By the way, it is dangerous to put using namespace std
(or any using
directive) in a header file like that. It might break other people's code if they have to include your header. Better to put it in your C
file. (And even if nobody is ever going to include your header, it's a bad habit to get into.) See this stackoverflow question.
Upvotes: 0
Reputation: 9406
Instead of error-prone manual memory management you should use RAII to manage resources. C++ has std::vector
for this and it makes life a lot easier. I guess that the function enterFunction
should read a number of structs from a file or the keyboard, so the task would be to create a list of input values. You can pass a reference to the vector:
int enterFunction(int maxNumber, int & currentNumber, std::vector<MyStruct2>& structlist);
However, I would change the signature to return the vector with the input values.
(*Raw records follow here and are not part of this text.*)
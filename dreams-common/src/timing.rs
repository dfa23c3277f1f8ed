//! Crossfade timing parameters
//!
//! Every clip is the same length `D`. The crossfade into the next clip lasts
//! `X` seconds and is triggered `T = D - X` seconds after the clip started, so
//! the incoming clip always gets exactly `X` seconds of lead time.

use crate::{Error, Result};
use serde::{Deserialize, Serialize};
use std::time::Duration;

/// Default clip duration in seconds
pub const DEFAULT_CLIP_DURATION_S: f64 = 37.0;
/// Default crossfade duration in seconds
pub const DEFAULT_CROSSFADE_S: f64 = 12.0;
/// Default fade-in applied to the very first clip
pub const DEFAULT_FADE_IN_S: f64 = 2.0;
/// Default fade-to-silence on stop
pub const DEFAULT_STOP_FADE_S: f64 = 2.0;

/// Fixed timing relationship for one session
#[derive(Debug, Clone, Copy, PartialEq, Serialize, Deserialize)]
pub struct CrossfadeTiming {
    /// Clip duration `D`
    pub clip_duration_s: f64,
    /// Crossfade duration `X`
    pub crossfade_s: f64,
    /// Fade-in of the first clip after start()
    pub fade_in_s: f64,
    /// Fade-out of all slots after stop()
    pub stop_fade_s: f64,
}

impl CrossfadeTiming {
    /// Validate and build timing parameters
    pub fn new(clip_duration_s: f64, crossfade_s: f64, fade_in_s: f64, stop_fade_s: f64) -> Result<Self> {
        let all = [clip_duration_s, crossfade_s, fade_in_s, stop_fade_s];
        if all.iter().any(|v| !v.is_finite() || *v <= 0.0) {
            return Err(Error::Config(format!(
                "Timing values must be positive: clip={}s crossfade={}s fade_in={}s stop_fade={}s",
                clip_duration_s, crossfade_s, fade_in_s, stop_fade_s
            )));
        }
        if crossfade_s >= clip_duration_s {
            return Err(Error::Config(format!(
                "Crossfade ({}s) must be shorter than the clip ({}s)",
                crossfade_s, clip_duration_s
            )));
        }

        Ok(Self {
            clip_duration_s,
            crossfade_s,
            fade_in_s,
            stop_fade_s,
        })
    }

    /// Trigger offset `T = D - X`
    pub fn trigger_offset_s(&self) -> f64 {
        self.clip_duration_s - self.crossfade_s
    }

    pub fn clip_duration(&self) -> Duration {
        Duration::from_secs_f64(self.clip_duration_s)
    }

    pub fn crossfade(&self) -> Duration {
        Duration::from_secs_f64(self.crossfade_s)
    }

    pub fn trigger_offset(&self) -> Duration {
        Duration::from_secs_f64(self.trigger_offset_s())
    }

    pub fn fade_in(&self) -> Duration {
        Duration::from_secs_f64(self.fade_in_s)
    }

    pub fn stop_fade(&self) -> Duration {
        Duration::from_secs_f64(self.stop_fade_s)
    }
}

impl Default for CrossfadeTiming {
    fn default() -> Self {
        Self {
            clip_duration_s: DEFAULT_CLIP_DURATION_S,
            crossfade_s: DEFAULT_CROSSFADE_S,
            fade_in_s: DEFAULT_FADE_IN_S,
            stop_fade_s: DEFAULT_STOP_FADE_S,
        }
    }
}

#[cfg(test)]
mod tests {
    use super::*;

    #[test]
    fn test_default_relationship() {
        let timing = CrossfadeTiming::default();
        assert_eq!(timing.trigger_offset_s(), 25.0);
        assert_eq!(timing.trigger_offset() + timing.crossfade(), timing.clip_duration());
    }

    #[test]
    fn test_rejects_crossfade_longer_than_clip() {
        assert!(CrossfadeTiming::new(10.0, 10.0, 1.0, 1.0).is_err());
        assert!(CrossfadeTiming::new(10.0, 12.0, 1.0, 1.0).is_err());
    }

    #[test]
    fn test_rejects_non_positive() {
        assert!(CrossfadeTiming::new(37.0, 0.0, 2.0, 2.0).is_err());
        assert!(CrossfadeTiming::new(37.0, 12.0, -1.0, 2.0).is_err());
        assert!(CrossfadeTiming::new(f64::NAN, 12.0, 2.0, 2.0).is_err());
    }
}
This makes the function easier to comprehend and reason about:
std::vector<MyStruct2> enterFunction(int maxNumber) {
std::vector<MyStruct2> inputs;
// let's assume that >> is overloaded for MyStruct2
while (inputs.size() < maxNumber) {
MyStruct2 x;
cin >> x;
inputs.push_back( std::move(x) );
}
return inputs;
}
Please note that this will not copy the vector as the return value because it uses named return value optimization.